This is how you actually work in Blimp. You write a few lines. You glance at the annotations. You accept a suggestion or you don't. You pull up a diff that an agent prepared and leave a comment on it saying "this part is good, that part is wrong, try again." The agent revises and shows you another diff. You're not writing prompts. You're not copy-pasting from a chat window. You're looking at code, reacting to code, and writing code. It just happens that some of that code was drafted by something that isn't you.

Let me be more specific about what the multiplexer actually is because I keep talking about it.

It's a grid. Each cell is an agent's workspace. You see a little preview of what they're doing, their status, how deep their reasoning tree is. Your REPL is one of the cells. You're not special, you're just the one with the final say.

Every agent has a living memory. Not just a context window that evaporates when the session ends. An actual persistent decision graph that tracks what it noticed, what it tried, what worked, what didn't. When you come back tomorrow, the scout still remembers it found that nil risk yesterday. The explorer still has its PEG prototype from last week. The reasoning doesn't disappear. It accumulates. And these graphs can merge when agents agree on something and diverge when they're exploring different directions. Your graph is there too, tracking every decision you made and why.

When you want to get closer to what an agent is doing, you drop in. Now you're looking at their full REPL. Their history. Their annotations. Their decision tree on the right side, showing you every step of how they got to where they are. You can talk to them here. You can ask questions. You can tell them to change direction. When you're done you type back and you're looking at the grid again.

The semantic diff viewer works the same way. When an agent prepares a change, you're not looking at a text diff with green and red lines. You're looking at a structural diff. It knows that a function moved, not that 30 lines were deleted and 30 lines were added somewhere else. It knows that a type changed, and it can show you every callsite that's affected. And just like everything else in the multiplexer, you can comment on it, annotate it, tell the agent what to fix. The diff viewer isn't a separate tool, it's just another pane in the grid.

The reason this is what we build first is because everything else is just a REPL inside it. The code editor is a REPL. The diff viewer is a REPL. The agent workspaces are REPLs. If we get the multiplexer right, we get the container that holds all the other pieces. The rest is filling in the boxes.
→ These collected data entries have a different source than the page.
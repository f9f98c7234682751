//! Provider descriptor system.
//!
//! A descriptor contains all the static configuration for a provider:
//! - Display name and capabilities
//! - The default launch configuration for its CLI tool
//! - Provider-specific classification patterns
//! - An optional usage parser for tools that report tokens in free text

use coderelay_core::{Capability, ErrorPattern, LaunchConfig, Usage};
use coderelay_exec::ProcessOutput;

/// Extracts token usage from a finished process.
pub type UsageParser = fn(&ProcessOutput) -> Option<Usage>;

// ============================================================================
// Provider Descriptor
// ============================================================================

/// Complete descriptor for a provider.
#[derive(Debug, Clone)]
pub struct ProviderDescriptor {
    /// Provider identifier.
    pub id: String,
    /// Human-readable name.
    pub display_name: String,
    /// How to launch the tool.
    pub launch: LaunchConfig,
    /// Classification patterns checked before the launch config's own
    /// defaults.
    pub error_patterns: Vec<ErrorPattern>,
    /// Advertised capabilities.
    pub capabilities: Vec<Capability>,
    /// Fallback usage extraction when the output carries no usage pointer.
    pub usage_parser: Option<UsageParser>,
}

impl ProviderDescriptor {
    /// Creates a new descriptor builder.
    pub fn builder(id: impl Into<String>, launch: LaunchConfig) -> ProviderDescriptorBuilder {
        ProviderDescriptorBuilder::new(id, launch)
    }

    /// Descriptor for a tool known only through its launch config.
    pub fn from_launch(id: impl Into<String>, launch: LaunchConfig) -> Self {
        Self::builder(id, launch).build()
    }

    /// Returns the display name.
    pub fn display_name(&self) -> &str {
        &self.display_name
    }

    /// Returns the CLI binary.
    pub fn cli_name(&self) -> &str {
        &self.launch.command
    }

    /// Applies a user launch config on top of a preset.
    ///
    /// The override replaces the launch config wholesale; the preset keeps
    /// its patterns, capabilities and usage parser, and its display name
    /// unless the override names one.
    pub fn with_launch_override(mut self, launch: Option<&LaunchConfig>) -> Self {
        if let Some(launch) = launch {
            if let Some(name) = &launch.display_name {
                self.display_name.clone_from(name);
            }
            self.launch = launch.clone();
        }
        self
    }
}

// ============================================================================
// Builder
// ============================================================================

/// Builder for [`ProviderDescriptor`].
pub struct ProviderDescriptorBuilder {
    id: String,
    display_name: Option<String>,
    launch: LaunchConfig,
    error_patterns: Vec<ErrorPattern>,
    capabilities: Vec<Capability>,
    usage_parser: Option<UsageParser>,
}

impl ProviderDescriptorBuilder {
    /// Creates a new builder for the given provider.
    pub fn new(id: impl Into<String>, launch: LaunchConfig) -> Self {
        Self {
            id: id.into(),
            display_name: None,
            launch,
            error_patterns: Vec::new(),
            capabilities: vec![Capability::Generate],
            usage_parser: None,
        }
    }

    /// Sets the display name.
    pub fn display_name(mut self, name: impl Into<String>) -> Self {
        self.display_name = Some(name.into());
        self
    }

    /// Adds a classification pattern.
    pub fn error_pattern(mut self, pattern: ErrorPattern) -> Self {
        self.error_patterns.push(pattern);
        self
    }

    /// Sets the capabilities.
    pub fn capabilities(mut self, capabilities: impl Into<Vec<Capability>>) -> Self {
        self.capabilities = capabilities.into();
        self
    }

    /// Sets the usage parser.
    pub fn usage_parser(mut self, parser: UsageParser) -> Self {
        self.usage_parser = Some(parser);
        self
    }

    /// Builds the descriptor.
    pub fn build(self) -> ProviderDescriptor {
        let display_name = self
            .display_name
            .or_else(|| self.launch.display_name.clone())
            .unwrap_or_else(|| self.id.clone());
        ProviderDescriptor {
            id: self.id,
            display_name,
            launch: self.launch,
            error_patterns: self.error_patterns,
            capabilities: self.capabilities,
            usage_parser: self.usage_parser,
        }
    }
}
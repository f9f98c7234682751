//! Configuration types.
//!
//! The config document is produced by an external discovery/merging step;
//! this module only describes its shape and loads one already-located file.

use chrono::{DateTime, Duration, NaiveTime, Utc};
use serde::{Deserialize, Serialize};
use std::collections::HashMap;
use std::path::Path;
use tracing::{debug, info};

use crate::classify::ErrorPattern;
use crate::error::CoreError;

// ============================================================================
// App Config
// ============================================================================

/// Top-level configuration document.
#[derive(Debug, Clone, Default, PartialEq, Serialize, Deserialize)]
#[serde(default, rename_all = "camelCase")]
pub struct AppConfig {
    /// Candidate ordering.
    pub routing: RoutingConfig,
    /// Per-provider launch configuration.
    pub providers: HashMap<String, LaunchConfig>,
    /// Per-provider credit budgets.
    pub credits: CreditsConfig,
}

impl AppConfig {
    /// Loads configuration from a specific path.
    ///
    /// A missing file yields the default configuration. The format is picked
    /// from the extension: `.json`, `.yaml` or `.yml`.
    pub fn load_from(path: &Path) -> Result<Self, CoreError> {
        if !path.exists() {
            debug!(path = %path.display(), "Config file not found, using defaults");
            return Ok(Self::default());
        }

        let content = std::fs::read_to_string(path)?;
        let config = match path.extension().and_then(|e| e.to_str()) {
            Some("json") => Self::from_json_str(&content)?,
            Some("yaml" | "yml") => Self::from_yaml_str(&content)?,
            other => {
                return Err(CoreError::UnsupportedFormat(
                    other.unwrap_or("<none>").to_string(),
                ));
            }
        };

        config.validate()?;
        info!(path = %path.display(), providers = config.providers.len(), "Loaded configuration");
        Ok(config)
    }

    /// Parses a JSON document.
    pub fn from_json_str(content: &str) -> Result<Self, CoreError> {
        Ok(serde_json::from_str(content)?)
    }

    /// Parses a YAML document.
    pub fn from_yaml_str(content: &str) -> Result<Self, CoreError> {
        Ok(serde_yaml::from_str(content)?)
    }

    /// Checks invariants serde cannot express.
    pub fn validate(&self) -> Result<(), CoreError> {
        for (id, launch) in &self.providers {
            if launch.command.trim().is_empty() {
                return Err(CoreError::InvalidConfig(format!(
                    "provider '{id}' has an empty command"
                )));
            }
        }

        for (id, policy) in &self.credits.providers {
            if let CreditPolicy::Daily { reset_hour_utc, .. } = policy {
                if *reset_hour_utc > 23 {
                    return Err(CoreError::InvalidConfig(format!(
                        "provider '{id}' has resetHourUtc {reset_hour_utc}, expected 0-23"
                    )));
                }
            }
        }

        Ok(())
    }

    /// Returns the credit policy for a provider, if any.
    pub fn credit_policy(&self, id: &str) -> Option<&CreditPolicy> {
        self.credits.providers.get(id)
    }

    /// Returns the launch configuration for a provider, if any.
    pub fn launch_config(&self, id: &str) -> Option<&LaunchConfig> {
        self.providers.get(id)
    }
}

// ============================================================================
// Routing Config
// ============================================================================

/// Candidate ordering configuration.
#[derive(Debug, Clone, Default, PartialEq, Eq, Serialize, Deserialize)]
#[serde(default, rename_all = "camelCase")]
pub struct RoutingConfig {
    /// Order used when no mode override applies.
    pub default_order: Vec<String>,
    /// Mode name to ordered provider ids.
    pub per_mode_override: HashMap<String, Vec<String>>,
}

impl RoutingConfig {
    /// Returns the configured order for a mode.
    pub fn order_for(&self, mode: &str) -> &[String] {
        self.per_mode_override
            .get(mode)
            .unwrap_or(&self.default_order)
    }
}

// ============================================================================
// Credits Config
// ============================================================================

/// Credit budget configuration.
#[derive(Debug, Clone, Default, PartialEq, Eq, Serialize, Deserialize)]
#[serde(default)]
pub struct CreditsConfig {
    /// Provider id to policy.
    pub providers: HashMap<String, CreditPolicy>,
}

/// Budget policy for one provider.
#[derive(Debug, Clone, PartialEq, Eq, Serialize, Deserialize)]
#[serde(untagged)]
pub enum CreditPolicy {
    /// Locally enforced daily request budget.
    Daily {
        /// Requests allowed per day.
        #[serde(rename = "dailyRequestLimit")]
        daily_request_limit: u32,
        /// UTC hour at which the budget renews.
        #[serde(rename = "resetHourUtc", default)]
        reset_hour_utc: u8,
    },
    /// Externally managed plan; no local limit.
    Plan {
        /// Plan name, informational only.
        plan: String,
    },
}

impl CreditPolicy {
    /// Returns the daily request limit, if this policy enforces one.
    pub fn daily_limit(&self) -> Option<u32> {
        match self {
            Self::Daily {
                daily_request_limit,
                ..
            } => Some(*daily_request_limit),
            Self::Plan { .. } => None,
        }
    }

    /// Returns the next budget renewal strictly after `now`.
    ///
    /// Plans without a local limit renew at the next UTC midnight.
    pub fn next_reset(&self, now: DateTime<Utc>) -> DateTime<Utc> {
        let hour = match self {
            Self::Daily { reset_hour_utc, .. } => u32::from(*reset_hour_utc).min(23),
            Self::Plan { .. } => 0,
        };
        next_utc_hour(now, hour)
    }
}

/// Returns the next occurrence of `hour:00:00 UTC` strictly after `now`.
pub fn next_utc_hour(now: DateTime<Utc>, hour: u32) -> DateTime<Utc> {
    let time = NaiveTime::from_hms_opt(hour, 0, 0).unwrap_or(NaiveTime::MIN);
    let today = now.date_naive().and_time(time).and_utc();
    if today > now {
        today
    } else {
        today + Duration::days(1)
    }
}

// ============================================================================
// Launch Config
// ============================================================================

/// How to launch one provider's command-line tool.
#[derive(Debug, Clone, PartialEq, Eq, Serialize, Deserialize)]
#[serde(rename_all = "camelCase")]
pub struct LaunchConfig {
    /// Binary name (looked up on PATH) or path.
    pub command: String,
    /// Fixed arguments placed before the prompt.
    #[serde(default)]
    pub args: Vec<String>,
    /// How the prompt is delivered.
    #[serde(default)]
    pub prompt: PromptStyle,
    /// Flag used to pass `params.model`.
    #[serde(default)]
    pub model_flag: Option<String>,
    /// Flag repeated once per context file.
    #[serde(default)]
    pub file_flag: Option<String>,
    /// How to read the tool's output.
    #[serde(default)]
    pub output: OutputFormat,
    /// Extra environment variables.
    #[serde(default)]
    pub env: HashMap<String, String>,
    /// Per-invocation timeout.
    #[serde(default)]
    pub timeout_secs: Option<u64>,
    /// Display name override.
    #[serde(default)]
    pub display_name: Option<String>,
    /// Provider-specific classification patterns.
    #[serde(default)]
    pub error_patterns: Vec<ErrorPattern>,
    /// Whether the generic patterns apply after the provider's own.
    #[serde(default = "default_true")]
    pub default_patterns: bool,
    /// Whether stdout lines should be forwarded as deltas.
    #[serde(default)]
    pub streaming: bool,
}

fn default_true() -> bool {
    true
}

impl LaunchConfig {
    /// Creates a minimal launch config for a command.
    pub fn new(command: impl Into<String>) -> Self {
        Self {
            command: command.into(),
            args: Vec::new(),
            prompt: PromptStyle::default(),
            model_flag: None,
            file_flag: None,
            output: OutputFormat::default(),
            env: HashMap::new(),
            timeout_secs: None,
            display_name: None,
            error_patterns: Vec::new(),
            default_patterns: true,
            streaming: false,
        }
    }

    /// Sets the fixed arguments.
    pub fn with_args<I, S>(mut self, args: I) -> Self
    where
        I: IntoIterator<Item = S>,
        S: Into<String>,
    {
        self.args = args.into_iter().map(Into::into).collect();
        self
    }

    /// Sets the prompt style.
    pub fn with_prompt(mut self, prompt: PromptStyle) -> Self {
        self.prompt = prompt;
        self
    }

    /// Sets the output format.
    pub fn with_output(mut self, output: OutputFormat) -> Self {
        self.output = output;
        self
    }
}

/// Prompt delivery style.
#[derive(Debug, Clone, Default, PartialEq, Eq, Serialize, Deserialize)]
#[serde(tag = "style", rename_all = "lowercase")]
pub enum PromptStyle {
    /// Prompt is the last positional argument.
    #[default]
    Arg,
    /// Prompt follows a flag, e.g. `-p <prompt>`.
    Flag {
        /// The flag.
        flag: String,
    },
    /// Prompt is written to stdin.
    Stdin,
}

/// Output interpretation.
#[derive(Debug, Clone, Default, PartialEq, Eq, Serialize, Deserialize)]
#[serde(tag = "format", rename_all = "lowercase")]
pub enum OutputFormat {
    /// Stdout is the response text.
    #[default]
    Text,
    /// Stdout is one JSON document.
    Json {
        /// JSON pointer to the response text (e.g. `/result`).
        #[serde(rename = "textPointer")]
        text_pointer: String,
        /// JSON pointer to a usage object with input/output token counts.
        #[serde(rename = "usagePointer", default)]
        usage_pointer: Option<String>,
    },
}

impl OutputFormat {
    /// Returns true for JSON output.
    pub fn is_json(&self) -> bool {
        matches!(self, Self::Json { .. })
    }
}

#[cfg(test)]
mod tests {
    use super::*;
    use chrono::TimeZone;

    #[test]
    fn test_order_for_mode() {
        let routing = RoutingConfig {
            default_order: vec!["a".into(), "b".into()],
            per_mode_override: HashMap::from([("review".into(), vec!["c".into()])]),
        };
        assert_eq!(routing.order_for("review"), ["c".to_string()]);
        assert_eq!(routing.order_for("general"), ["a".to_string(), "b".to_string()]);
    }

    #[test]
    fn test_credit_policy_untagged() {
        let json = r#"{"providers": {
            "a": {"dailyRequestLimit": 50, "resetHourUtc": 7},
            "b": {"plan": "max"},
            "c": {"dailyRequestLimit": 10}
        }}"#;
        let credits: CreditsConfig = serde_json::from_str(json).unwrap();
        assert_eq!(credits.providers["a"].daily_limit(), Some(50));
        assert_eq!(credits.providers["b"].daily_limit(), None);
        assert_eq!(
            credits.providers["c"],
            CreditPolicy::Daily {
                daily_request_limit: 10,
                reset_hour_utc: 0
            }
        );
    }

    #[test]
    fn test_next_reset_midnight() {
        let now = Utc.with_ymd_and_hms(2026, 3, 14, 15, 30, 0).unwrap();
        let policy = CreditPolicy::Daily {
            daily_request_limit: 1,
            reset_hour_utc: 0,
        };
        assert_eq!(
            policy.next_reset(now),
            Utc.with_ymd_and_hms(2026, 3, 15, 0, 0, 0).unwrap()
        );
    }

    #[test]
    fn test_next_reset_later_today() {
        let now = Utc.with_ymd_and_hms(2026, 3, 14, 5, 0, 0).unwrap();
        let policy = CreditPolicy::Daily {
            daily_request_limit: 1,
            reset_hour_utc: 7,
        };
        assert_eq!(
            policy.next_reset(now),
            Utc.with_ymd_and_hms(2026, 3, 14, 7, 0, 0).unwrap()
        );
    }

    #[test]
    fn test_next_utc_hour_is_strictly_after() {
        let now = Utc.with_ymd_and_hms(2026, 3, 14, 0, 0, 0).unwrap();
        assert_eq!(
            next_utc_hour(now, 0),
            Utc.with_ymd_and_hms(2026, 3, 15, 0, 0, 0).unwrap()
        );
    }

    #[test]
    fn test_validate_rejects_empty_command() {
        let mut config = AppConfig::default();
        config.providers.insert("x".into(), LaunchConfig::new("  "));
        assert!(matches!(config.validate(), Err(CoreError::InvalidConfig(_))));
    }

    #[test]
    fn test_validate_rejects_bad_reset_hour() {
        let mut config = AppConfig::default();
        config.credits.providers.insert(
            "x".into(),
            CreditPolicy::Daily {
                daily_request_limit: 5,
                reset_hour_utc: 24,
            },
        );
        assert!(config.validate().is_err());
    }

    #[test]
    fn test_launch_config_defaults() {
        let launch: LaunchConfig = serde_json::from_str(r#"{"command": "mytool"}"#).unwrap();
        assert_eq!(launch.prompt, PromptStyle::Arg);
        assert_eq!(launch.output, OutputFormat::Text);
        assert!(launch.default_patterns);
        assert!(!launch.streaming);
    }
}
And because we're targeting WASM and shipping this in a browser, the multiplexer is basically a web app. It's a grid of panes. Each pane is a little terminal. The agents are processes running in the background. We compile to LLVM IR, target WASM, and the whole thing runs in a tab. You send someone a URL and they're looking at your multiplexer, your agents, your running system. That's collaboration without git.

And pretty soon this design journal is going to get very meta, because we're going to be building Blimp using the multiplexer we built for Blimp. Dogfooding it from day one. The tool builds the tool.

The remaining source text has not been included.